DOJ: Hearing on Megaupload stored data should be limited

31.10.2012
A U.S. judge should limit the scope of a proposed court hearing examining whether a former Megaupload user can recover files that were on the website when the U.S. Department of Justice shut it down, the agency said.

The hearing should focus on whether the DOJ has control of his property, and not on whether the agency improperly seized the site, the agency said in a court brief filed Tuesday. Without those limits, the proposed hearing "has the potential to become a mini-trial conducted by a third party regarding an investigation that is still pending," DOJ lawyers wrote in the brief, filed in U.S. District Court for the Eastern District of Virginia.

Judge Liam O'Grady said in June he was considering a whether the DOJ acted improperly in January when seizing data stored on the file-sharing and storage site. Lawyers for the Electronic Frontier Foundation, representing video journalist Kyle Goodwin, have to return Goodwin's files.

But Goodwin may not have ownership of files that were uploaded to Megaupload and stored on servers owned by Web hosting provider Carpathia Hosting, the agency said in its brief. Goodwin's user agreement with Megaupload -- or Megaupload's contract with Carpathia -- may limit users' claims on data stored with the file-sharing service, the DOJ lawyers wrote.

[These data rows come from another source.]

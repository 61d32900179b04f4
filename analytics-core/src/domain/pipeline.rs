//! Pipeline domain types

use chrono::{DateTime, Utc};
use serde::{Deserialize, Serialize};
use std::collections::HashMap;
use uuid::Uuid;

/// Analytics pipeline definition
///
/// A graph of operators with topic bindings. The owner (`user_id`), `id` and
/// `created_at` are assigned by the registry and never taken from client input
/// on update.
#[derive(Debug, Clone, Default, PartialEq, Serialize, Deserialize)]
#[serde(default, rename_all = "camelCase")]
pub struct Pipeline {
    pub id: String,
    pub name: String,
    pub description: String,
    pub flow_id: String,
    pub image: String,
    pub window_time: i64,
    pub merge_strategy: String,
    pub consume_all_messages: bool,
    pub metrics: bool,
    pub created_at: DateTime<Utc>,
    pub updated_at: DateTime<Utc>,
    #[serde(rename = "UserId", alias = "userId")]
    pub user_id: String,
    pub operators: Vec<Operator>,
}

impl Pipeline {
    /// Operator ids referenced by this pipeline, in graph order
    pub fn operator_ids(&self) -> impl Iterator<Item = &str> {
        self.operators.iter().map(|op| op.id.as_str())
    }
}

/// A processing node inside a pipeline
#[derive(Debug, Clone, Default, PartialEq, Serialize, Deserialize)]
#[serde(default, rename_all = "camelCase")]
pub struct Operator {
    pub id: String,
    pub name: String,
    #[serde(skip_serializing_if = "Option::is_none")]
    pub application_id: Option<Uuid>,
    pub image_id: String,
    pub deployment_type: String,
    pub operator_id: String,
    pub config: HashMap<String, String>,
    pub output_topic: String,
    pub input_topics: Vec<InputTopic>,
    pub input_selections: Vec<InputSelection>,
    pub persist_data: bool,
    pub cost: u32,
    #[serde(rename = "upstream")]
    pub upstream_config: UpstreamConfig,
    #[serde(rename = "downstream")]
    pub downstream_config: DownstreamConfig,
}

#[derive(Debug, Clone, Default, PartialEq, Serialize, Deserialize)]
#[serde(default)]
pub struct UpstreamConfig {
    #[serde(rename = "Enabled")]
    pub enabled: bool,
}

#[derive(Debug, Clone, Default, PartialEq, Serialize, Deserialize)]
#[serde(default)]
pub struct DownstreamConfig {
    #[serde(rename = "Enabled")]
    pub enabled: bool,
    #[serde(rename = "InstanceID")]
    pub instance_id: String,
    #[serde(rename = "ServiceID")]
    pub service_id: String,
}

/// Topic an operator consumes, with its field mappings
#[derive(Debug, Clone, Default, PartialEq, Serialize, Deserialize)]
#[serde(default, rename_all = "camelCase")]
pub struct InputTopic {
    pub name: String,
    pub filter_type: String,
    pub filter_value: String,
    pub mappings: Vec<Mapping>,
}

/// Maps a source field of the topic message onto an operator input
#[derive(Debug, Clone, Default, PartialEq, Serialize, Deserialize)]
#[serde(default)]
pub struct Mapping {
    pub dest: String,
    pub source: String,
}

#[derive(Debug, Clone, Default, PartialEq, Serialize, Deserialize)]
#[serde(default, rename_all = "camelCase")]
pub struct InputSelection {
    /// Name of the input topic mapping this selection belongs to
    pub input_name: String,
    pub aspect_id: String,
    pub function_id: String,
    pub characteristic_ids: Vec<String>,
    /// Either a device or a device group
    pub selectable_id: String,
}
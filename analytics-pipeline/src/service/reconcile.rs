//! Permission reconciliation
//!
//! Re-derives the permission store from the document store: every stored
//! pipeline gets a record in which its owner holds all capabilities, and
//! records whose pipeline no longer exists are removed.

use analytics_core::dto::pipeline::ReconcileReport;
use analytics_core::query::ListQuery;
use std::collections::HashSet;
use tokio_util::sync::CancellationToken;

use super::registry::{PIPELINE_TOPIC, Registry, RegistryError, Result};
use crate::permission::PermissionClient;
use crate::repository::{ListScope, PipelineRepository, RepositoryError};

impl Registry {
    /// Runs one reconciliation pass
    ///
    /// The pass stops between items once `cancel` fires and then reports
    /// `completed = false`. Unchanged records are not rewritten.
    pub async fn reconcile_permissions(&self, cancel: &CancellationToken) -> Result<ReconcileReport> {
        let mut report = ReconcileReport::default();

        let pipelines = self
            .repository
            .list(ListScope::Admin, &ListQuery::default())
            .await?
            .data;

        for pipeline in &pipelines {
            if cancel.is_cancelled() {
                tracing::warn!("Permission reconciliation cancelled: {:?}", report);
                return Ok(report);
            }
            report.checked += 1;

            let current = self
                .permissions
                .get_resource(&self.admin_token, PIPELINE_TOPIC, &pipeline.id)
                .await?
                .map(|resource| resource.permissions);

            let mut merged = current.clone().unwrap_or_default();
            merged.grant_owner(&pipeline.user_id);
            if current.as_ref() == Some(&merged) {
                continue;
            }

            self.permissions
                .set_permission(&self.admin_token, PIPELINE_TOPIC, &pipeline.id, &merged)
                .await?;
            report.updated += 1;
            tracing::info!(
                "Permissions repaired for pipeline {} (owner {})",
                pipeline.id,
                pipeline.user_id
            );
        }

        let known: HashSet<&str> = pipelines.iter().map(|p| p.id.as_str()).collect();
        let resources = self
            .permissions
            .list_resources(&self.admin_token, PIPELINE_TOPIC)
            .await?;

        for resource in resources {
            if known.contains(resource.id.as_str()) {
                continue;
            }
            if cancel.is_cancelled() {
                tracing::warn!("Permission reconciliation cancelled: {:?}", report);
                return Ok(report);
            }

            // created after the scan started
            match self.repository.find(&resource.id).await {
                Ok(_) => continue,
                Err(RepositoryError::NotFound(_)) => {}
                Err(e) => return Err(RegistryError::from(e)),
            }

            self.permissions
                .remove_resource(&self.admin_token, PIPELINE_TOPIC, &resource.id)
                .await?;
            report.removed += 1;
            tracing::info!("Orphaned permissions removed for pipeline {}", resource.id);
        }

        report.completed = true;
        tracing::info!(
            "Permission reconciliation finished: {} checked, {} updated, {} removed",
            report.checked,
            report.updated,
            report.removed
        );

        Ok(report)
    }
}
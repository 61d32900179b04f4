//! Caller identity extraction
//!
//! The gateway in front of the service forwards either `X-UserId` /
//! `X-User-Roles` headers or the caller's bearer token. Header values win
//! over token claims.

use axum::{
    extract::{FromRequestParts, Query},
    http::{HeaderMap, header::AUTHORIZATION, request::Parts},
};
use serde::Deserialize;

use crate::api::error::ApiError;
use crate::auth::{ADMIN_ROLE, Claims};

pub const USER_ID_HEADER: &str = "X-UserId";
pub const USER_ROLES_HEADER: &str = "X-User-Roles";

/// Resolved caller of a request
#[derive(Debug, Clone, PartialEq, Eq)]
pub struct Identity {
    pub user_id: String,
    pub is_admin: bool,
    /// Credential forwarded to the permission service
    pub token: String,
}

/// Identity of a caller holding the admin role
#[derive(Debug, Clone, PartialEq, Eq)]
pub struct AdminIdentity(pub Identity);

#[derive(Debug, Default, Deserialize)]
struct ForUser {
    for_user: Option<String>,
}

impl<S: Send + Sync> FromRequestParts<S> for Identity {
    type Rejection = ApiError;

    async fn from_request_parts(parts: &mut Parts, _state: &S) -> Result<Self, Self::Rejection> {
        let for_user = Query::<ForUser>::try_from_uri(&parts.uri)
            .map(|q| q.0.for_user)
            .unwrap_or_default();

        resolve(&parts.headers, for_user).ok_or_else(|| {
            tracing::warn!("Request without usable identity: {}", parts.uri.path());
            ApiError::Unauthorized("unauthorized".to_string())
        })
    }
}

impl<S: Send + Sync> FromRequestParts<S> for AdminIdentity {
    type Rejection = ApiError;

    async fn from_request_parts(parts: &mut Parts, state: &S) -> Result<Self, Self::Rejection> {
        let identity = Identity::from_request_parts(parts, state).await?;
        if !identity.is_admin {
            tracing::warn!(
                "Non-admin user {} tried to access {}",
                identity.user_id,
                parts.uri.path()
            );
            return Err(ApiError::Unauthorized("unauthorized".to_string()));
        }
        Ok(AdminIdentity(identity))
    }
}

fn header<'a>(headers: &'a HeaderMap, name: &str) -> Option<&'a str> {
    headers
        .get(name)
        .and_then(|v| v.to_str().ok())
        .map(str::trim)
        .filter(|v| !v.is_empty())
}

fn resolve(headers: &HeaderMap, for_user: Option<String>) -> Option<Identity> {
    let authorization = header(headers, AUTHORIZATION.as_str());
    let claims = authorization.and_then(|token| Claims::parse(token).ok());

    let is_admin = match header(headers, USER_ROLES_HEADER) {
        Some(roles) => roles.split(',').any(|r| r.trim() == ADMIN_ROLE),
        None => claims.as_ref().is_some_and(Claims::is_admin),
    };

    let user_id = header(headers, USER_ID_HEADER)
        .map(str::to_string)
        .or_else(|| claims.map(|c| c.sub).filter(|sub| !sub.is_empty()))?;

    let token = authorization.map_or_else(|| user_id.clone(), str::to_string);

    let user_id = match for_user.filter(|u| !u.is_empty()) {
        Some(other) if is_admin => other,
        _ => user_id,
    };

    Some(Identity {
        user_id,
        is_admin,
        token,
    })
}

A broader search-and-seizure hearing would waste the court's resources and could impede the DOJ's investigation of Megaupload, the agency's lawyers wrote. "If Mr. Goodwin has no interest in any seized property, the Court need not find any additional facts," they wrote. "If the Court instead proceeds with a broader hearing, many more facts may be in dispute, and the Court may unintentionally authorize a large amount of irrelevant discovery that impinge on the criminal proceedings."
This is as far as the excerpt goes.